悟の捉えたアンノウンの位置情報とも合致していた。
「みんな」
「「「?」」」
「この先にはアンノウンがいる。僕のマップスキルでも識別できない敵だ」
・(; ・`д・´) ナ、 ナンダッテー!! (`・д´・ ;)〜
・ゴクリ
・クマでも識別できないとは
・いったい何が待ち構えているんだ
「悟のマップスキルでも識別できない敵か……」
「完全な新種ってことですね!」
「むむ。アイテム破壊にまつわる攻撃をしてくるのでしょうか」
「おそらくね。そこでここは僕が先に行こうと思う」
「悟さんが!?」
「ちょっ、大丈夫なんですか?」
「敵は未知数なんだろ?」
「ああ、だからアイテムボックスの中にある重点アイテムはここに置いていくよ」
悟はアイテムボックスの中にある魔石、ポーション、浄化水を取り出して床に置く。
「アイテムよりも悟さんの身が心配なのですが……」
「敵は未知数なんだろ? 私か真莉が行った方がよくない?」
「いや、未知数だからこそ。一番やられても問題ない僕が行くよ。間近で見てマップスキルに登録しておきたいしね。敵の攻撃をよく見て、それぞれの判断で戦闘に加勢してくれ」
3人は一瞬、顔を見合わせるもすぐに承諾する。
「わかった。先鋒は任せるよ」
「やばそうだったらすぐに戻ってきてね悟さん」
「ああ、それじゃ行ってくる」
悟は金属製の重厚な扉を手で押して中に入る。
すると、カボチャ頭の悪魔が待ち構えていた。
(これがこのダンジョンのボスか)
カボチャ頭はふわふわと空中に浮いて、見慣れぬ杖を握っている。
杖の先にはランタンのようなものがぶら下がっていて、煌々と燃えるような光を放っている。

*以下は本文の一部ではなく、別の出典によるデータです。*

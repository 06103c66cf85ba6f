//! In-memory ledger.
//!
//! Holds users, accounts, cards, and transactions, and keeps every
//! account's balance equal to its opening balance plus the signed sum of
//! its transactions.

mod field;
mod seed;
mod store;

pub use store::LedgerStore;
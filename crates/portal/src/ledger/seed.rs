//! Demo dataset loaded at startup. There is no persistence, so every restart
//! comes back to exactly this state.

use chrono::{DateTime, NaiveDate, Utc};
use portal_common::{Account, Card, Currency, Transaction, TransactionKind, User};
use rust_decimal::Decimal;

use super::LedgerStore;

const EURO: &str = "€";

fn day(year: i32, month: u32, day: u32) -> DateTime<Utc> {
    NaiveDate::from_ymd_opt(year, month, day)
        .and_then(|d| d.and_hms_opt(0, 0, 0))
        .map(|dt| dt.and_utc())
        .unwrap_or_default()
}

pub(super) fn seed_store() -> LedgerStore {
    let users = vec![User {
        id: 1,
        name: "TASIO".into(),
        email: "tasio@email.com".into(),
        phone: "+34 944 23 00 45".into(),
        status: "active".into(),
    }];

    // Opening balances; not derived from the seed transactions below.
    let accounts = vec![
        Account {
            id: 1,
            user_id: 1,
            account_number: "*8464".into(),
            balance: Decimal::new(40006, 2),
            currency: EURO.into(),
            kind: "Cuenta corriente".into(),
            status: "active".into(),
        },
        Account {
            id: 2,
            user_id: 1,
            account_number: "*1234".into(),
            balance: Decimal::new(125030, 2),
            currency: EURO.into(),
            kind: "Cuenta de ahorro".into(),
            status: "active".into(),
        },
    ];

    let cards = vec![
        Card {
            id: 1,
            user_id: 1,
            card_number: "**** **** **** 1234".into(),
            kind: "Débito".into(),
            status: "active".into(),
            limit: Decimal::new(600, 0),
            currency: EURO.into(),
        },
        Card {
            id: 2,
            user_id: 1,
            card_number: "**** **** **** 5678".into(),
            kind: "Crédito".into(),
            status: "active".into(),
            limit: Decimal::new(3000, 0),
            currency: EURO.into(),
        },
    ];

    let transactions = vec![
        Transaction {
            id: 1,
            account_id: 1,
            kind: TransactionKind::Credit,
            description: "Transferencia recibida".into(),
            amount: Decimal::new(400, 0),
            currency: EURO.into(),
            date: day(2024, 1, 15),
        },
        Transaction {
            id: 2,
            account_id: 1,
            kind: TransactionKind::Debit,
            description: "Transferencia realizada".into(),
            amount: Decimal::new(-400, 0),
            currency: EURO.into(),
            date: day(2024, 1, 14),
        },
        Transaction {
            id: 3,
            account_id: 1,
            kind: TransactionKind::Credit,
            description: "Abono por transferencia a su favor".into(),
            amount: Decimal::new(400, 0),
            currency: EURO.into(),
            date: day(2024, 1, 13),
        },
        Transaction {
            id: 4,
            account_id: 2,
            kind: TransactionKind::Credit,
            description: "Depósito mensual".into(),
            amount: Decimal::new(1000, 0),
            currency: EURO.into(),
            date: day(2024, 1, 12),
        },
    ];

    let currencies = vec![
        currency(EURO, "Euro", EURO),
        currency("USD", "US Dollar", "$"),
        currency("GBP", "British Pound", "£"),
    ];

    LedgerStore::from_parts(users, accounts, cards, transactions, currencies)
}

fn currency(code: &str, name: &str, symbol: &str) -> Currency {
    Currency {
        code: code.into(),
        name: name.into(),
        symbol: symbol.into(),
    }
}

(おそらくあの杖がこのモンスターの持つ力の根源にして、未知の能力。できればあの杖を破壊。それができなければ最低でもあの杖を使わせて榛名達に情報を送る)
悟は〈魔装銃〉を抜いて相手に向けた。
瞬間、カボチャ頭が呪文を唱えて杖を光らせた。
(来る!)
悟は銃で杖を狙い撃ちしようとする。
が、その瞬間、魔法の光が飛んできて悟の銃、そして悟の手元に直撃する。
(!? これは……)
回避不能の魔法攻撃だった。
ゴブリン・メイジの放った〈デストラ〉の魔法にも似ていたが、何かが違った。
(ダメージはない。まさか!)
「アイテム、〈スペルカード〉」
悟がそう唱えても手元にアイテムが来ない。
(やっぱり! アイテムボックス内のアイテムがすべて破壊されてる!)
カボチャ頭はケタケタと笑いながら、悟の方に近づいてくる。
ランタンに灯った炎は勢いを増している。
「くっ」
悟は咄嗟に回避行動を取ろうと入り口の扉とは反対方向に走り出した。
するとカボチャ頭は悟を追ってくるが、その背後に詰め寄る影が一つ。
榛名だった。
しかし、カボチャ頭は寸前で察知して、空中ででんぐり返りし、また呪文を唱えた。
「うえっ!?」
榛名の手元でも銃がバラバラになった。
(完全に死角を取ったと思ったのに。ヤバ……)
「悟さん、榛名。しゃがんで!」
真莉の声に二人はサッと地面に伏せる。〈ハガネ風車〉が飛んでくる。
カボチャ頭は十分な余裕をもって、呪文を唱えた。
〈ハガネ風車〉に魔法が直撃するも、
〈ハガネ風車〉は破壊されない。
「!?」
カボチャ頭はギョッとする。
が、魔法を唱えるのに意識を向けていたため、〈ハガネ風車〉をかわすことができない。
〈ハガネ風車〉はカボチャ頭を両断し、真莉の手元へと戻ってくる。
カボチャ頭は消滅し、あとにはランタン付きの杖だけが残った。